Group gives disabled people front seat ride during Woodward Dream Cruise

If there's one thing that gets Shannon giddy, it's the Woodward Dream Cruise.

"I can barely sleep the night before, because I'm so excited," she told FOX 2. 

In fact, she hardly got any rest the night before testing out the front seat of Chevrolet Camaro Thursday morning. 

It's partly because she doesn't spend as much time in the front seat of cars. Confined to a wheelchair because of her cerebral palsy, her cushion is usually locked down inside the vehicles she's traveling in.

But when the Woodward Dream Cruise comes around, a unique opportunity presents itself to many residents who are disabled and must use a wheelchair to get around.

"One of my favorite things about the dream cruise is that because I am in a wheelchair and have to be locked down in a handicapped vehicle, I just like to get out of it and see different scenery and see somebody else's perspective when they're not in a wheelchair and get to sit in the front seat," she said.

It's an experience that many of the passengers that the D-Man Foundation seats during the Woodward Dream Cruise have. 

The advocacy non-profit says many of the disabled people they serve during the iconic car show were confined to a wheelchair after a severe auto accident.
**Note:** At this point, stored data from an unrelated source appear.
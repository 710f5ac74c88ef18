//! # Database Error Types
//!
//! Error types for database operations.
//!
//! ## Error Flow
//! ```text
//! ┌─────────────────────────────────────────────────────────────────────┐
//! │                    Error Propagation                                │
//! │                                                                     │
//! │  SQLite Error (sqlx::Error)                                         │
//! │       │                                                             │
//! │       ▼                                                             │
//! │  DbError (this module) ← Adds context and categorization            │
//! │       │                                                             │
//! │       ▼                                                             │
//! │  ApiError (apps/api) ← 500 with the error text in the message       │
//! └─────────────────────────────────────────────────────────────────────┘
//! ```

use thiserror::Error;

/// Database operation errors.
///
/// These wrap sqlx errors with categorization. Every variant is terminal
/// for the request that hit it; there are no retries.
#[derive(Debug, Error)]
pub enum DbError {
    /// Entity not found in the database.
    #[error("{entity} not found: {id}")]
    NotFound { entity: String, id: String },

    /// Database connection failed.
    ///
    /// ## When This Occurs
    /// - Database file doesn't exist and can't be created
    /// - File permissions issue
    /// - Disk full
    #[error("Connection failed: {0}")]
    ConnectionFailed(String),

    /// Bootstrap schema application failed.
    #[error("Migration failed: {0}")]
    MigrationFailed(String),

    /// Statement execution failed.
    #[error("Query failed: {0}")]
    QueryFailed(String),

    /// Pool exhausted (all connections in use).
    #[error("Connection pool exhausted")]
    PoolExhausted,

    /// Internal database error.
    #[error("Internal database error: {0}")]
    Internal(String),
}

impl DbError {
    /// Creates a NotFound error for a given entity type and id.
    pub fn not_found(entity: impl Into<String>, id: impl Into<String>) -> Self {
        DbError::NotFound {
            entity: entity.into(),
            id: id.into(),
        }
    }
}

/// Convert sqlx errors to DbError.
///
/// ## Error Mapping
/// ```text
/// sqlx::Error::RowNotFound    → DbError::NotFound
/// sqlx::Error::PoolTimedOut   → DbError::PoolExhausted
/// sqlx::Error::Database       → DbError::QueryFailed
/// Other                       → DbError::Internal
/// ```
impl From<sqlx::Error> for DbError {
    fn from(err: sqlx::Error) -> Self {
        match err {
            sqlx::Error::RowNotFound => DbError::NotFound {
                entity: "Record".to_string(),
                id: "unknown".to_string(),
            },

            sqlx::Error::Database(db_err) => DbError::QueryFailed(db_err.message().to_string()),

            sqlx::Error::PoolTimedOut => DbError::PoolExhausted,

            sqlx::Error::PoolClosed => DbError::ConnectionFailed("Pool is closed".to_string()),

            _ => DbError::Internal(err.to_string()),
        }
    }
}

impl From<sqlx::migrate::MigrateError> for DbError {
    fn from(err: sqlx::migrate::MigrateError) -> Self {
        DbError::MigrationFailed(err.to_string())
    }
}

/// Result type for database operations.
pub type DbResult<T> = Result<T, DbError>;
But charitable donations and an expansive Woodward Dream Cruise mean the driving tour will be one of the first chances in years that clients can see the view from the front. 

RELATED: Where to park for the Woodward Dream Cruise

Ziad Kassab, who works with the D-Man Foundation's Dreams Come True on Woodward effort, says the group has a fundraising goal of $10,000. The money goes toward the Assisted Travel Program, which offers experience, coordination, and financial support for clients. 

The event is Friday from 1 to 4 p.m. at the Dawda Mann Building at 39533 Woodward Ave. in Bloomfield Hills.